→ **Work instructions**
Copy, from the material below, each line where "protection" shows up.

→ **Supplied records**
────────────────────

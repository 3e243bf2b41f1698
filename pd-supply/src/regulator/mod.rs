//! The regulator side, built around the TPS55289 buck-boost converter.
//!
//! - [`registers`] holds the register map and bit layouts.
//! - [`codec`] converts between physical settings and register values, without any I/O.
//! - [`protection`] decides how to react to a fault in the status register.
//! - [`device`] is the session that keeps the chip's registers and the shadow copies in sync.
pub mod codec;
pub mod device;
pub mod protection;
pub mod registers;

pub use device::{Config, Tps55289};
//! Adapter from an `embedded-hal` I2C bus to the register [`Transport`].
use embedded_hal::i2c::{Error as _, ErrorKind, I2c};

use crate::{Transport, TransportError};

/// Longest register write payload issued by the sessions (one request data object).
const MAX_WRITE_PAYLOAD: usize = 4;

/// A [`Transport`] on top of a blocking I2C bus.
///
/// Register addresses are sent as a single byte, multi-byte payloads follow in order.
#[derive(Debug)]
pub struct I2cTransport<I2C> {
    i2c: I2C,
}

impl<I2C: I2c> I2cTransport<I2C> {
    /// Wrap an I2C bus.
    pub fn new(i2c: I2C) -> Self {
        Self { i2c }
    }

    /// Release the I2C bus.
    pub fn release(self) -> I2C {
        self.i2c
    }
}

fn transport_error(kind: ErrorKind) -> TransportError {
    match kind {
        ErrorKind::NoAcknowledge(_) => TransportError::NoAcknowledge,
        ErrorKind::Bus | ErrorKind::ArbitrationLoss => TransportError::Bus,
        ErrorKind::Overrun => TransportError::Overrun,
        _ => TransportError::Other,
    }
}

impl<I2C: I2c> Transport for I2cTransport<I2C> {
    fn read(&mut self, device: u8, register: u8, buffer: &mut [u8]) -> Result<(), TransportError> {
        self.i2c.write_read(device, &[register], buffer).map_err(|err| {
            error!("I2C read of register 0x{:02x} at 0x{:02x} failed", register, device);
            transport_error(err.kind())
        })
    }

    fn write(&mut self, device: u8, register: u8, data: &[u8]) -> Result<(), TransportError> {
        let mut frame: heapless::Vec<u8, { MAX_WRITE_PAYLOAD + 1 }> = heapless::Vec::new();
        frame.push(register).map_err(|_| TransportError::Overrun)?;
        frame.extend_from_slice(data).map_err(|_| TransportError::Overrun)?;

        self.i2c.write(device, &frame).map_err(|err| {
            error!("I2C write of register 0x{:02x} at 0x{:02x} failed", register, device);
            transport_error(err.kind())
        })
    }
}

────────────────────

→ **Answer for the task**
//! - [`protection`] decides how to react to a fault in the status register.
pub mod protection;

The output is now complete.